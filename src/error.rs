use axum::{
    http::StatusCode,
    response::{IntoResponse, Json},
};
use serde_json::json;

pub type Result<T> = std::result::Result<T, Error>;

#[derive(Debug, thiserror::Error)]
pub enum Error {
    #[error("Configuration error: {0}")]
    Config(String),

    #[error("Bad request: {0}")]
    BadRequest(String),

    #[error("Not found: {0}")]
    NotFound(String),

    #[error("Database error: {0}")]
    Database(sqlx::Error),

    #[error("Migration error: {0}")]
    Migrate(#[from] sqlx::migrate::MigrateError),

    #[error("IO error: {0}")]
    Io(#[from] std::io::Error),

    #[error("HTTP error: {0}")]
    Reqwest(#[from] reqwest::Error),

    #[error("Telegram API error: {0}")]
    Telegram(String),

    #[error("PDF error: {0}")]
    Pdf(#[from] lopdf::Error),

    #[error("Image error: {0}")]
    Image(#[from] image::ImageError),

    #[error("Template error: {0}")]
    Template(#[from] minijinja::Error),

    #[error("Session error: {0}")]
    Session(#[from] jsonwebtoken::errors::Error),

    #[error("Background task failed: {0}")]
    Join(#[from] tokio::task::JoinError),
}

impl IntoResponse for Error {
    fn into_response(self) -> axum::response::Response {
        let (status, error_message) = match self {
            Error::BadRequest(msg) => (StatusCode::BAD_REQUEST, msg),
            Error::NotFound(msg) => (StatusCode::NOT_FOUND, msg),
            Error::Reqwest(err) => {
                tracing::error!(error = %err, "upstream request failed");
                (
                    StatusCode::BAD_GATEWAY,
                    format!("External service error: {}", err),
                )
            }
            other => {
                tracing::error!(error = %other, "request failed");
                (
                    StatusCode::INTERNAL_SERVER_ERROR,
                    "An unexpected error occurred".to_string(),
                )
            }
        };

        let body = Json(json!({ "error": error_message }));
        (status, body).into_response()
    }
}

impl From<sqlx::Error> for Error {
    fn from(err: sqlx::Error) -> Self {
        match err {
            sqlx::Error::RowNotFound => Error::NotFound("Resource not found".to_string()),
            other => Error::Database(other),
        }
    }
}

▬▬▬▬▬▬

(EXERCISE AIM)
Write the data out in full, matching every line exactly.

(ANSWER SECTION)
filename src/error.rs
use axum::{
    http::StatusCode,
    response::{IntoResponse, Json},
};
use serde_json::json;

pub type Result<T> = std::result::Result<T, Error>;

#[derive(Debug, thiserror::Error)]
pub enum Error {
    #[error("Configuration error: {0}")]
    Config(String),

    #[error("Bad request: {0}")]
    BadRequest(String),

    #[error("Not found: {0}")]
    NotFound(String),

    #[error("Database error: {0}")]
    Database(sqlx::Error),

    #[error("Migration error: {0}")]
    Migrate(#[from] sqlx::migrate::MigrateError),

    #[error("IO error: {0}")]
    Io(#[from] std::io::Error),

    #[error("HTTP error: {0}")]
    Reqwest(#[from] reqwest::Error),

    #[error("Telegram API error: {0}")]
    Telegram(String),

    #[error("PDF error: {0}")]
    Pdf(#[from] lopdf::Error),

    #[error("Image error: {0}")]
    Image(#[from] image::ImageError),

    #[error("Template error: {0}")]
    Template(#[from] minijinja::Error),

    #[error("Session error: {0}")]
    Session(#[from] jsonwebtoken::errors::Error),

    #[error("Background task failed: {0}")]
    Join(#[from] tokio::task::JoinError),
}

impl IntoResponse for Error {
    fn into_response(self) -> axum::response::Response {
        let (status, error_message) = match self {
            Error::BadRequest(msg) => (StatusCode::BAD_REQUEST, msg),
            Error::NotFound(msg) => (StatusCode::NOT_FOUND, msg),
            Error::Reqwest(err) => {
                tracing::error!(error = %err, "upstream request failed");
                (
                    StatusCode::BAD_GATEWAY,
                    format!("External service error: {}", err),
                )
            }
            other => {
                tracing::error!(error = %other, "request failed");
                (
                    StatusCode::INTERNAL_SERVER_ERROR,
                    "An unexpected error occurred".to_string(),
                )
            }
        };

        let body = Json(json!({ "error": error_message }));
        (status, body).into_response()
    }
}

impl From<sqlx::Error> for Error {
    fn from(err: sqlx::Error) -> Self {
        match err {
            sqlx::Error::RowNotFound => Error::NotFound("Resource not found".to_string()),
            other => Error::Database(other),
        }
    }
}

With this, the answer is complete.